Artist Profile: Alessandro Lugari

October 10, 2018

Alessandro Lugari is mosaicist with dual visions. As a contemporary practitioner, he a leader in the medium, forging a patch for a broad emerging base of artists to discover the expressive relevancy of mosaic today. As a historian and conservator, he acts as a vanguard against the threat of time and decay to some of humanity’s greatest antique mosaic treasures. Rather than seeing these parallel visions as antithetical, calling for contemporary art to rupture with the past, they exist on a continuum that celebrates a whole history of creative expression in mosaic.

A native of Viterbo in central Italy, Alessandro gravitated toward historical stewardship from the beginning, studying Conservation of Cultural Heritage at University of Tuscia in Viterbo, before specializing in mosaics conservation in Ravenna. Starting out at the Studio Cassio in Rome, formerly affiliated with the famed Vatican Mosaic Studio through its director Lorenzo Cassio, he later worked as a conservator for the Opificio delle Pitre Dure di Firenze, a fine art conservation institute and museum, and finally made his way to his current role as the Special Superintendent for the Colosseum, the Museo Nazionale Romano, and the greater Rome Archelogical Area, where he directs conservation projects related to mosaics, stones and sectilia. With this extraordinary resumé, it is unsurprising that he is a board member of two significant mosaic conservation organizations, L’Associazione Italiana per lo Studio e la Conservazione del Mosaico (AISCOM), of which he was also a founding partner, and the International Committee for the Conservation of Mosaics (ICCM). He also teaches at the Central Restoration Institute in Rome.

His impressive professional background has made him one of the most authoritative voices on antique mosaic methods, but parallel to this expertise there runs an experimental thread, anxious to develop the creative potential of this ancient medium. In particular, Alessandro has explored the radical notion of mosaic as a performance, beginning in the late 80s with experiments of mosaic-making in time with music. He has carried this unique artistic marriage forward, saying “Music like mosaic is part of my life, it’s my life, the mosaic tiles that form the work following the desired trend, the texture ‘are like the musical notes that make up the melody following the harmony of the chords. The colors, the shapes of the tesserae are the acute sounds, the basses the sharp, the alterations, the nuances of the notes.” In 2002 he “performed” a mosaic live to music at Rialto Occupied in the Sant’Ambrogio in Rome.

He has also transformed his enthusiasm for contemporary practice into Pictor 

Imaginarius, an association and international prize competition sited in Nazzano, Italy. Designed to bring professional and emerging mosaicists together from around the world, the competition rethinks the identity of mosaic by contrasting the medieval setting of Nazzano with the contemporary aesthetics and vernacular of an up-and-coming generation of mosaicists. Likewise, Pictor Imaginarius celebrates and promotes the collaborative and monumental quality of mosaics by sponsoring large-scale public mosaics to be created by a group.
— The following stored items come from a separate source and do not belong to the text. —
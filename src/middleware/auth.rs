use std::sync::Arc;

use axum::{
    extract::{FromRef, FromRequestParts},
    http::{header, request::Parts},
};
use jsonwebtoken::{DecodingKey, Validation, decode};
use uuid::Uuid;

use crate::{config::AppConfig, dto::auth::Claims, error::AppError};

pub const ROLE_ADMIN: &str = "admin";
pub const ROLE_USER: &str = "user";

#[derive(Debug, Clone)]
pub struct AuthUser {
    pub user_id: Uuid,
    pub role: String,
}

impl AuthUser {
    pub fn is_admin(&self) -> bool {
        self.role == ROLE_ADMIN
    }
}

pub fn ensure_role(user: &AuthUser, role: &str) -> Result<(), AppError> {
    if user.role != role {
        return Err(AppError::Forbidden);
    }
    Ok(())
}

pub fn ensure_admin(user: &AuthUser) -> Result<(), AppError> {
    ensure_role(user, ROLE_ADMIN)
}

pub fn decode_token(token: &str, secret: &str) -> Result<AuthUser, AppError> {
    let decoded = decode::<Claims>(
        token,
        &DecodingKey::from_secret(secret.as_bytes()),
        &Validation::default(),
    )
    .map_err(|_| AppError::Unauthorized("Invalid or expired token".into()))?;

    let user_id = Uuid::parse_str(&decoded.claims.sub)
        .map_err(|_| AppError::Unauthorized("Invalid user id in token".into()))?;

    Ok(AuthUser {
        user_id,
        role: decoded.claims.role,
    })
}

impl<S> FromRequestParts<S> for AuthUser
where
    Arc<AppConfig>: FromRef<S>,
    S: Send + Sync,
{
    type Rejection = AppError;

    async fn from_request_parts(parts: &mut Parts, state: &S) -> Result<Self, Self::Rejection> {
        let auth_str = parts
            .headers
            .get(header::AUTHORIZATION)
            .ok_or_else(|| AppError::Unauthorized("Missing Authorization header".into()))?
            .to_str()
            .map_err(|_| AppError::Unauthorized("Invalid Authorization header".into()))?;

        let token = auth_str
            .strip_prefix("Bearer ")
            .ok_or_else(|| AppError::Unauthorized("Invalid Authorization scheme".into()))?
            .trim();

        let config = Arc::<AppConfig>::from_ref(state);
        decode_token(token, &config.jwt_secret)
    }
}
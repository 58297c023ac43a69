mod common;

use chrono::{Duration, Utc};
use clickngo::{
    dto::promotions::{CreatePromotionRequest, UpdatePromotionRequest},
    middleware::auth::ROLE_ADMIN,
    pricing::PromotionValueType,
    services::promotion_service,
};
use common::{create_user, dec, setup_state};

#[test]
fn update_request_tells_null_from_missing() {
    let cleared: UpdatePromotionRequest =
        serde_json::from_str(r#"{"expires_at": null, "usage_limit": null}"#).expect("json");
    assert_eq!(cleared.expires_at, Some(None));
    assert_eq!(cleared.usage_limit, Some(None));

    let untouched: UpdatePromotionRequest = serde_json::from_str(r#"{"is_active": false}"#).expect("json");
    assert_eq!(untouched.expires_at, None);
    assert_eq!(untouched.usage_limit, None);

    let set: UpdatePromotionRequest =
        serde_json::from_str(r#"{"usage_limit": 5, "expires_at": "2030-01-01T00:00:00Z"}"#).expect("json");
    assert_eq!(set.usage_limit, Some(Some(5)));
    assert!(matches!(set.expires_at, Some(Some(_))));
}

#[tokio::test]
async fn promotion_limits_can_be_cleared() -> anyhow::Result<()> {
    // Allow skipping when no DB is configured in the environment.
    let Some(database_url) = common::database_url() else {
        return Ok(());
    };

    let state = setup_state(&database_url, 5).await?;
    let admin = create_user(&state, ROLE_ADMIN, "admin").await?;

    let created = promotion_service::create_promotion(
        &state,
        &admin,
        CreatePromotionRequest {
            code: Some("summer".into()),
            value_type: PromotionValueType::Fixed,
            value: dec("25"),
            expires_at: Some(Utc::now() + Duration::days(7)),
            usage_limit: Some(10),
            is_active: true,
        },
    )
    .await?
    .data
    .expect("promotion");
    assert_eq!(created.code.as_deref(), Some("SUMMER"));
    assert!(created.expires_at.is_some());
    assert_eq!(created.usage_limit, Some(10));

    // Omitted fields keep their values.
    let renamed: UpdatePromotionRequest = serde_json::from_str(r#"{"value": "30"}"#)?;
    let updated = promotion_service::update_promotion(&state, &admin, created.id, renamed)
        .await?
        .data
        .expect("promotion");
    assert_eq!(updated.value, dec("30"));
    assert!(updated.expires_at.is_some());
    assert_eq!(updated.usage_limit, Some(10));

    // Explicit nulls clear them.
    let cleared: UpdatePromotionRequest =
        serde_json::from_str(r#"{"expires_at": null, "usage_limit": null}"#)?;
    let updated = promotion_service::update_promotion(&state, &admin, created.id, cleared)
        .await?
        .data
        .expect("promotion");
    assert_eq!(updated.expires_at, None);
    assert_eq!(updated.usage_limit, None);
    assert_eq!(updated.value, dec("30"));

    Ok(())
}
The Chicago Mosaic School is honored to welcome Alessandro back in November as one of our visiting artists, and thrilled to announce that he will be expanding his curriculum with two new workshops. Ostia Antica focuses on ancient techniques and imagery inspired by the Roman port of Ostia on the Tyrrhenian coast, and Hands-On Collaborative Mural Making brings the spirit of Pictor Imaginarius to Chicago with a collaborative mural project.